--- Task inputs Enclosed Below ---
use crate::error::{RecommenderError, Result};
use crate::models::{CatalogItem, Observation, Rating};
use crate::utils::validation::validate_identifier;
use parking_lot::RwLock;
use std::collections::{BTreeMap, BTreeSet, HashMap, HashSet};
use std::path::Path;
use tracing::info;

/// What the engine needs from the system that owns members, items and
/// enrollment records.
#[async_trait::async_trait]
pub trait ObservationSource: Send + Sync {
    async fn observations(&self, scope: &str) -> Result<Vec<Observation>>;

    async fn engaged_items(&self, scope: &str, member_id: &str) -> Result<HashSet<String>>;

    async fn item_lookup(&self, scope: &str, item_id: &str) -> Result<Option<CatalogItem>>;
}

#[derive(Debug, Default)]
struct ScopeCatalog {
    items: BTreeMap<String, CatalogItem>,
    members: BTreeSet<String>,
    engagements: Vec<Observation>,
    positions: HashMap<(String, String), usize>,
}

impl ScopeCatalog {
    fn enroll(&mut self, member_id: &str, item_id: &str) -> Result<usize> {
        if !self.members.contains(member_id) {
            return Err(RecommenderError::invalid_input(format!("unknown member: {}", member_id)));
        }
        if !self.items.contains_key(item_id) {
            return Err(RecommenderError::invalid_input(format!("unknown item: {}", item_id)));
        }

        let key = (member_id.to_string(), item_id.to_string());
        if let Some(&position) = self.positions.get(&key) {
            return Ok(position);
        }

        let position = self.engagements.len();
        self.engagements.push(Observation::new(member_id, item_id));
        self.positions.insert(key, position);
        Ok(position)
    }

    fn rate(&mut self, member_id: &str, item_id: &str, rating: Rating) -> Result<()> {
        let key = (member_id.to_string(), item_id.to_string());
        let position = self.positions.get(&key).copied().ok_or_else(|| {
            RecommenderError::invalid_input(format!(
                "member {} cannot rate item {} without being enrolled",
                member_id, item_id
            ))
        })?;
        self.engagements[position].rating = Some(rating);
        Ok(())
    }
}

/// Reference [`ObservationSource`] keeping everything in memory, one catalog
/// per population scope.
#[derive(Debug, Default)]
pub struct InMemoryCatalog {
    scopes: RwLock<HashMap<String, ScopeCatalog>>,
}

impl InMemoryCatalog {
    pub fn new() -> Self {
        Self::default()
    }

    pub fn add_item(&self, scope: &str, item: CatalogItem) -> Result<()> {
        validate_identifier("scope", scope)?;
        validate_identifier("item code", &item.code)?;
        let mut scopes = self.scopes.write();
        scopes
            .entry(scope.to_string())
            .or_default()
            .items
            .insert(item.code.clone(), item);
        Ok(())
    }

    pub fn add_member(&self, scope: &str, member_id: &str) -> Result<()> {
        validate_identifier("scope", scope)?;
        validate_identifier("member code", member_id)?;
        let mut scopes = self.scopes.write();
        scopes
            .entry(scope.to_string())
            .or_default()
            .members
            .insert(member_id.to_string());
        Ok(())
    }

    /// Records that `member_id` engaged with `item_id`. Enrolling twice is a no-op.
    pub fn enroll(&self, scope: &str, member_id: &str, item_id: &str) -> Result<()> {
        let mut scopes = self.scopes.write();
        let catalog = scopes
            .get_mut(scope)
            .ok_or_else(|| RecommenderError::NotFound(format!("scope {}", scope)))?;
        catalog.enroll(member_id, item_id)?;
        Ok(())
    }

    pub fn rate(&self, scope: &str, member_id: &str, item_id: &str, rating: Rating) -> Result<()> {
        let mut scopes = self.scopes.write();
        let catalog = scopes
            .get_mut(scope)
            .ok_or_else(|| RecommenderError::NotFound(format!("scope {}", scope)))?;
        catalog.rate(member_id, item_id, rating)
    }

    /// Registers the member and item if needed, then enrolls and optionally rates.
    pub fn record(&self, scope: &str, observation: &Observation) -> Result<()> {
        validate_identifier("scope", scope)?;
        validate_identifier("member code", &observation.member_id)?;
        validate_identifier("item code", &observation.item_id)?;

        let mut scopes = self.scopes.write();
        let catalog = scopes.entry(scope.to_string()).or_default();
        catalog.members.insert(observation.member_id.clone());
        catalog
            .items
            .entry(observation.item_id.clone())
            .or_insert_with(|| CatalogItem::new(&observation.item_id, &observation.item_id));
        catalog.enroll(&observation.member_id, &observation.item_id)?;
        if let Some(rating) = observation.rating {
            catalog.rate(&observation.member_id, &observation.item_id, rating)?;
        }
        Ok(())
    }

    /// Imports `member_id,item_id,rating` rows; an empty rating means an
    /// unrated enrollment. Returns the number of rows read.
    pub fn import_csv(&self, scope: &str, path: &Path) -> Result<usize> {
        let mut reader = csv::Reader::from_path(path)?;
        let mut count = 0;
        for row in reader.deserialize::<Observation>() {
            self.record(scope, &row?)?;
            count += 1;
        }

        info!("Imported {} observations into scope {} from {}", count, scope, path.display());
        Ok(count)
    }

    pub fn scopes(&self) -> Vec<String> {
        let mut scopes: Vec<String> = self.scopes.read().keys().cloned().collect();
        scopes.sort();
        scopes
    }
}

#[async_trait::async_trait]
impl ObservationSource for InMemoryCatalog {
    async fn observations(&self, scope: &str) -> Result<Vec<Observation>> {
        Ok(self
            .scopes
            .read()
            .get(scope)
            .map(|catalog| catalog.engagements.clone())
            .unwrap_or_default())
    }

    async fn engaged_items(&self, scope: &str, member_id: &str) -> Result<HashSet<String>> {
        Ok(self
            .scopes
            .read()
            .get(scope)
            .map(|catalog| {
                catalog
                    .engagements
                    .iter()
                    .filter(|o| o.member_id == member_id)
                    .map(|o| o.item_id.clone())
                    .collect()
            })
            .unwrap_or_default())
    }

    async fn item_lookup(&self, scope: &str, item_id: &str) -> Result<Option<CatalogItem>> {
        Ok(self
            .scopes
            .read()
            .get(scope)
            .and_then(|catalog| catalog.items.get(item_id).cloned()))
    }
}

#[cfg(test)]
mod tests {
    use super::*;
    use std::io::Write;

    fn university() -> InMemoryCatalog {
        let catalog = InMemoryCatalog::new();
        catalog.add_item("lse", CatalogItem::new("ST104a", "Statistics 1")).unwrap();
        catalog.add_item("lse", CatalogItem::new("MT1174", "Calculus")).unwrap();
        catalog.add_member("lse", "nr1").unwrap();
        catalog
    }

    #[test]
    fn test_rate_requires_enrollment() {
        let catalog = university();
        let rating = Rating::new(9).unwrap();

        assert!(matches!(
            catalog.rate("lse", "nr1", "ST104a", rating),
            Err(RecommenderError::InvalidInput(_))
        ));

        catalog.enroll("lse", "nr1", "ST104a").unwrap();
        catalog.rate("lse", "nr1", "ST104a", rating).unwrap();

        let observations = tokio_test::block_on(catalog.observations("lse")).unwrap();
        assert_eq!(observations, vec![Observation::rated("nr1", "ST104a", rating)]);
    }

    #[test]
    fn test_enroll_unknown_item() {
        let catalog = university();
        assert!(catalog.enroll("lse", "nr1", "XX999").is_err());
        assert!(matches!(
            catalog.enroll("nowhere", "nr1", "ST104a"),
            Err(RecommenderError::NotFound(_))
        ));
    }

    #[test]
    fn test_engaged_items_include_unrated() {
        let catalog = university();
        catalog.enroll("lse", "nr1", "ST104a").unwrap();
        catalog.enroll("lse", "nr1", "MT1174").unwrap();
        catalog.rate("lse", "nr1", "MT1174", Rating::new(8).unwrap()).unwrap();

        let engaged = tokio_test::block_on(catalog.engaged_items("lse", "nr1")).unwrap();
        assert_eq!(engaged.len(), 2);
        assert!(engaged.contains("ST104a"));
    }

    #[test]
    fn test_import_csv() {
        let mut file = tempfile::NamedTempFile::new().unwrap();
        writeln!(file, "member_id,item_id,rating").unwrap();
        writeln!(file, "s1,c1,9").unwrap();
        writeln!(file, "s1,c2,").unwrap();
        writeln!(file, "s2,c1,4").unwrap();

        let catalog = InMemoryCatalog::new();
        assert_eq!(catalog.import_csv("uni", file.path()).unwrap(), 3);

        let observations = tokio_test::block_on(catalog.observations("uni")).unwrap();
        assert_eq!(observations.len(), 3);
        assert_eq!(observations[1].rating, None);
        assert_eq!(catalog.scopes(), vec!["uni".to_string()]);
    }

    #[test]
    fn test_import_rejects_out_of_range_rating() {
        let mut file = tempfile::NamedTempFile::new().unwrap();
        writeln!(file, "member_id,item_id,rating").unwrap();
        writeln!(file, "s1,c1,11").unwrap();

        let catalog = InMemoryCatalog::new();
        assert!(catalog.import_csv("uni", file.path()).is_err());
    }
}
--- End of Enclosed Task inputs ---
**About this task**: Lines holding the word "path" are the answer; copy each one from the records above.

**Answer section**:
use std::path::Path;
    pub fn import_csv(&self, scope: &str, path: &Path) -> Result<usize> {
        let mut reader = csv::Reader::from_path(path)?;
        info!("Imported {} observations into scope {} from {}", count, scope, path.display());
        assert_eq!(catalog.import_csv("uni", file.path()).unwrap(), 3);
        assert!(catalog.import_csv("uni", file.path()).is_err());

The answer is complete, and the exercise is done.